Computational Geometry Introduction
15-750 CMU Spring 2009
Gary Miller
The Convex Hull Problem
The sorting problem of CG.
A point set A subset R^d is convex if it is closed under convex
combinations. That is, if we take any convex combination of any
two points in A, the result is a point in A.
DEF: ConvexClosure(A) = CC(A) = smallest convex set containing A
There are two different definition of the convex hull. The first one
is the one we will use. The second is used by some books.
DEF1: ConvexHull(A) = boundary of CC(A)
DEF2: ConvexHull(A) = CC(A)
A computer representation of a convex hull must include the
combinatorial structure. In two dimensions, this just means a simple
polygon in, say counter clockwise order. In many of our algorithms
we'll need to be able to traverse the hull in either direction
starting form a vertex or an edge. We'll also need to be able to add
and delete points and edges.
We can characterize when a pair is on the convex hull as follows:
(a,b) is on CH(A) iff a,b in A and forall a' in A a' is either left or on the line (a,b)
-------------------------------------------------------------------
2D Convex Hulls by divide and conquer
Let the points be P1...Pn, where Pi = (xi, yi)
Preprocess the points by sorting all of them by
their x coordinates. (This step happens just once. In all
recursive calls, we can assume the points are sorted.)
Now recursively compute the convex hull
of {P1...Pn/2}, call it LH, and and {Pn/2+1...Pn}
call it RH.
(Picture here)
Now the problem is to stitch the left and right halves together to
form a hull for all the points. Here's how to do this:
Let a be the rightmost point in LH and b be the leftmost point in
RH. Start with the line segment [a,b]. Let a'(b') be the next
point clockwise around the LH(RH) from a(b). Let a"(b") be the
next point counter-clockwise around the LH(RH) from a(b). Consider
the three points [a',a,a] if a' is right of then set a = a' and
continue. If it's on or left, then stop. Now do the analogous
walk around RH starting from b. If at some point neither walk can
proceed, the segment [a,b] is the new segment to be added to the CH
of all the points on the bottom.
We give pseudo code:
Repeat the following:
While a' is right of (a,b) do a=a'
While b" is right of (a,b) do b=b"
An analogous algorithm suffices to compute the new edge to be added
on top of the hull. Once these new edges are found, the new convex
hull is stitched together form the relevant parts.
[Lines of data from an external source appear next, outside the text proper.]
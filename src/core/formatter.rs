//! Text formatter configuration
//!
//! A [`FormatterConfig`] renders one [`LogEntry`] as one line of text:
//! timestamp, level, message and, when the entry carries a call frame, the
//! caller annotation produced by the configured prettifier.

use super::caller::{CallFrame, CallerPrettifier};
use super::log_entry::LogEntry;
use super::log_level::LogLevel;
use super::timestamp::TimestampFormat;
use chrono::{DateTime, Local};
use colored::{Color, Colorize};
use std::fmt;

const CALLER_COLOR: Color = Color::Cyan;

/// Configuration for log formatting
///
/// # Examples
///
/// ```
/// use preset_logger::core::{CallerStyle, FormatterConfig};
/// use preset_logger::core::caller::caller_prettifier;
///
/// let config = FormatterConfig::new()
///     .with_custom_timestamp("%H:%M:%S")
///     .with_full_timestamp(true)
///     .with_disable_colors(true)
///     .with_caller_prettifier(caller_prettifier(CallerStyle::Plain));
/// ```
#[derive(Clone)]
pub struct FormatterConfig {
    /// Timestamp format used when `full_timestamp` is set
    pub timestamp_format: TimestampFormat,
    /// Print the formatted timestamp instead of seconds since startup
    pub full_timestamp: bool,
    /// Emit ANSI colors even when the output is not a terminal
    pub force_colors: bool,
    /// Never emit ANSI colors; wins over `force_colors`
    pub disable_colors: bool,
    /// Print full level names (WARNING) instead of four characters (WARN)
    pub disable_level_truncation: bool,
    /// Produces the caller labels; `None` prints the raw frame
    pub caller_prettifier: Option<CallerPrettifier>,
    created_at: DateTime<Local>,
}

impl Default for FormatterConfig {
    fn default() -> Self {
        Self {
            timestamp_format: TimestampFormat::default(),
            full_timestamp: false,
            force_colors: false,
            disable_colors: false,
            disable_level_truncation: false,
            caller_prettifier: None,
            created_at: Local::now(),
        }
    }
}

impl fmt::Debug for FormatterConfig {
    fn fmt(&self, f: &mut fmt::Formatter<'_>) -> fmt::Result {
        f.debug_struct("FormatterConfig")
            .field("timestamp_format", &self.timestamp_format)
            .field("full_timestamp", &self.full_timestamp)
            .field("force_colors", &self.force_colors)
            .field("disable_colors", &self.disable_colors)
            .field("disable_level_truncation", &self.disable_level_truncation)
            .field("caller_prettifier", &self.caller_prettifier.is_some())
            .finish()
    }
}

impl FormatterConfig {
    /// Create a new formatter configuration with default values
    #[must_use]
    pub fn new() -> Self {
        Self::default()
    }

    #[must_use]
    pub fn with_timestamp_format(mut self, format: TimestampFormat) -> Self {
        self.timestamp_format = format;
        self
    }

    /// Use a strftime-compatible timestamp layout
    #[must_use]
    pub fn with_custom_timestamp(mut self, format_str: &str) -> Self {
        self.timestamp_format = TimestampFormat::Custom(format_str.to_string());
        self
    }

    #[must_use]
    pub fn with_full_timestamp(mut self, full: bool) -> Self {
        self.full_timestamp = full;
        self
    }

    #[must_use]
    pub fn with_force_colors(mut self, force: bool) -> Self {
        self.force_colors = force;
        self
    }

    #[must_use]
    pub fn with_disable_colors(mut self, disable: bool) -> Self {
        self.disable_colors = disable;
        self
    }

    #[must_use]
    pub fn with_disable_level_truncation(mut self, disable: bool) -> Self {
        self.disable_level_truncation = disable;
        self
    }

    #[must_use]
    pub fn with_caller_prettifier(mut self, prettifier: CallerPrettifier) -> Self {
        self.caller_prettifier = Some(prettifier);
        self
    }

    /// Render `entry` as a single line without the trailing newline.
    pub fn format(&self, entry: &LogEntry) -> String {
        let mut line = self.format_timestamp(entry);
        line.push(' ');
        line.push_str(&self.paint(self.level_name(entry.level), entry.level.color_code()));
        line.push(' ');
        line.push_str(&entry.message);

        if let Some(ref frame) = entry.caller {
            let (function, location) = self.caller_labels(frame);
            for label in [function, location] {
                if label.is_empty() {
                    continue;
                }
                // Decorated labels bring their own leading separator
                if !label.starts_with(char::is_whitespace) {
                    line.push(' ');
                }
                line.push_str(&self.paint(&label, CALLER_COLOR));
            }
        }

        line
    }

    fn format_timestamp(&self, entry: &LogEntry) -> String {
        if self.full_timestamp {
            self.timestamp_format.format(&entry.timestamp)
        } else {
            let elapsed = (entry.timestamp - self.created_at).num_seconds().max(0);
            format!("[{:04}]", elapsed)
        }
    }

    fn level_name(&self, level: LogLevel) -> &'static str {
        if self.disable_level_truncation {
            level.to_str()
        } else {
            level.truncated()
        }
    }

    fn caller_labels(&self, frame: &CallFrame) -> (String, String) {
        match self.caller_prettifier {
            Some(ref prettifier) => prettifier(frame),
            None => (frame.function.clone(), format!("{}:{}", frame.file, frame.line)),
        }
    }

    fn paint(&self, text: &str, color: Color) -> String {
        if self.disable_colors {
            text.to_string()
        } else if self.force_colors {
            // Raw escape codes: `colored` would consult the global tty override
            format!("\x1b[{}m{}\x1b[0m", color.to_fg_str(), text)
        } else {
            text.color(color).to_string()
        }
    }
}

#[cfg(test)]
mod tests {
    use super::*;
    use crate::core::caller::{caller_prettifier, CallerStyle};
    use chrono::TimeZone;

    fn entry(level: LogLevel, message: &str) -> LogEntry {
        let timestamp = Local
            .with_ymd_and_hms(2025, 1, 8, 10, 30, 45)
            .earliest()
            .expect("valid datetime");
        LogEntry::new(level, message.to_string())
            .with_timestamp(timestamp)
            .with_caller(CallFrame::new("app/server::run", "/src/app/server.rs", 12))
    }

    fn plain() -> FormatterConfig {
        FormatterConfig::new()
            .with_custom_timestamp("%H:%M:%S")
            .with_full_timestamp(true)
            .with_disable_colors(true)
            .with_disable_level_truncation(true)
    }

    #[test]
    fn test_plain_line_with_prettifier() {
        let config = plain().with_caller_prettifier(caller_prettifier(CallerStyle::Plain));
        assert_eq!(
            config.format(&entry(LogLevel::Error, "boom")),
            "10:30:45 ERROR boom server::run server.rs:12"
        );
    }

    #[test]
    fn test_colorized_labels_keep_their_separators() {
        let config = plain().with_caller_prettifier(caller_prettifier(CallerStyle::Colorized));
        assert_eq!(
            config.format(&entry(LogLevel::Info, "ready")),
            "10:30:45 INFO ready | server::run | | server.rs:12"
        );
    }

    #[test]
    fn test_colorized_empty_function_has_no_stray_separators() {
        let config = plain().with_caller_prettifier(caller_prettifier(CallerStyle::Colorized));
        let mut record = entry(LogLevel::Info, "ready");
        record.caller = Some(CallFrame::new("", "src/app/server.rs", 12));
        assert_eq!(config.format(&record), "10:30:45 INFO ready | server.rs:12");
    }

    #[test]
    fn test_raw_frame_without_prettifier() {
        assert_eq!(
            plain().format(&entry(LogLevel::Info, "hi")),
            "10:30:45 INFO hi app/server::run /src/app/server.rs:12"
        );
    }

    #[test]
    fn test_empty_function_label_is_skipped() {
        let config = plain().with_caller_prettifier(caller_prettifier(CallerStyle::Plain));
        let mut record = entry(LogLevel::Warn, "slow");
        record.caller = Some(CallFrame::new("", "src/db.rs", 3));
        assert_eq!(config.format(&record), "10:30:45 WARNING slow db.rs:3");
    }

    #[test]
    fn test_level_truncation() {
        let config = plain().with_disable_level_truncation(false);
        let line = config.format(&entry(LogLevel::Warn, "slow"));
        assert!(line.starts_with("10:30:45 WARN slow"));
        assert!(!line.contains("WARNING"));
    }

    #[test]
    fn test_forced_colors_emit_escape_codes() {
        let config = plain()
            .with_disable_colors(false)
            .with_force_colors(true)
            .with_caller_prettifier(caller_prettifier(CallerStyle::Colorized));
        let line = config.format(&entry(LogLevel::Error, "boom"));
        assert!(line.contains("\x1b[31mERROR\x1b[0m"));
        assert!(line.contains("\x1b[36m | server::run |\x1b[0m"));
    }

    #[test]
    fn test_disable_colors_wins_over_force() {
        let config = plain().with_force_colors(true);
        let line = config.format(&entry(LogLevel::Error, "boom"));
        assert!(!line.contains('\x1b'));
    }

    #[test]
    fn test_short_timestamp_counts_seconds() {
        let config = plain().with_full_timestamp(false);
        let record = LogEntry::new(LogLevel::Info, "tick".to_string());
        assert!(config.format(&record).starts_with("[0000] INFO tick"));
    }

    #[test]
    fn test_debug_hides_prettifier() {
        let config = plain().with_caller_prettifier(caller_prettifier(CallerStyle::Plain));
        let debug = format!("{:?}", config);
        assert!(debug.contains("caller_prettifier: true"));
    }
}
Preprocessing takes O(n log n) to sort. After that it's a standard
divide and conquer algorithm with the following recurrence:
T(n) = 2T(n/2) + n
This solves to O(n log n).
-----------------------------------------------------------------
Lower bound for computing the convex hull
Suppose the input to a sorting problem are the numbers X1, ..., Xn
Consider the convex hull problem:
(X1,X1^2), ..., (Xn,Xn^2)
The convex hull of these points must will be the points in sorted order.
Thus:
Any comparison based CH algorithm must make \Omega( n log n )
comparisons.
-------------------------------------------------------------------
QuickSort and Backwards Analysis
Before we present and analyze a simple randomized CH algorithm, let's
go back and look at another way to analyze QuickSort called Backwards
Analysis.
We assume that the keys are distinct
Recall randomized QuickSort:
QS(M)
1) pick random b in M
2) split M into S and L with S < b < L
3) return [QS(S), b, QS(L)]
The cost of the call QS(M) (Not counting recursive calls) is the size
of the array M minus 1. (This is how many comparisons are done.)
------------------------------------
To do the backwards analysis we propose a simple game with a cost
function that has the same behavior.
Consider a dart board with n empty squares.
+-----------------------+
| | | | | | | | |
+-----------------------+
All n squares start out empty.
The dart game proceeds as follows:
While there exists a empty square do:
Pick an empty square at random. Put a dart into it. The cost
of the step is the number empty squares to the left and right
of the new dart.
The expected cost of this game is exactly the same as the expected
cost of randomized quicksort. Why? Let's prove this by induction.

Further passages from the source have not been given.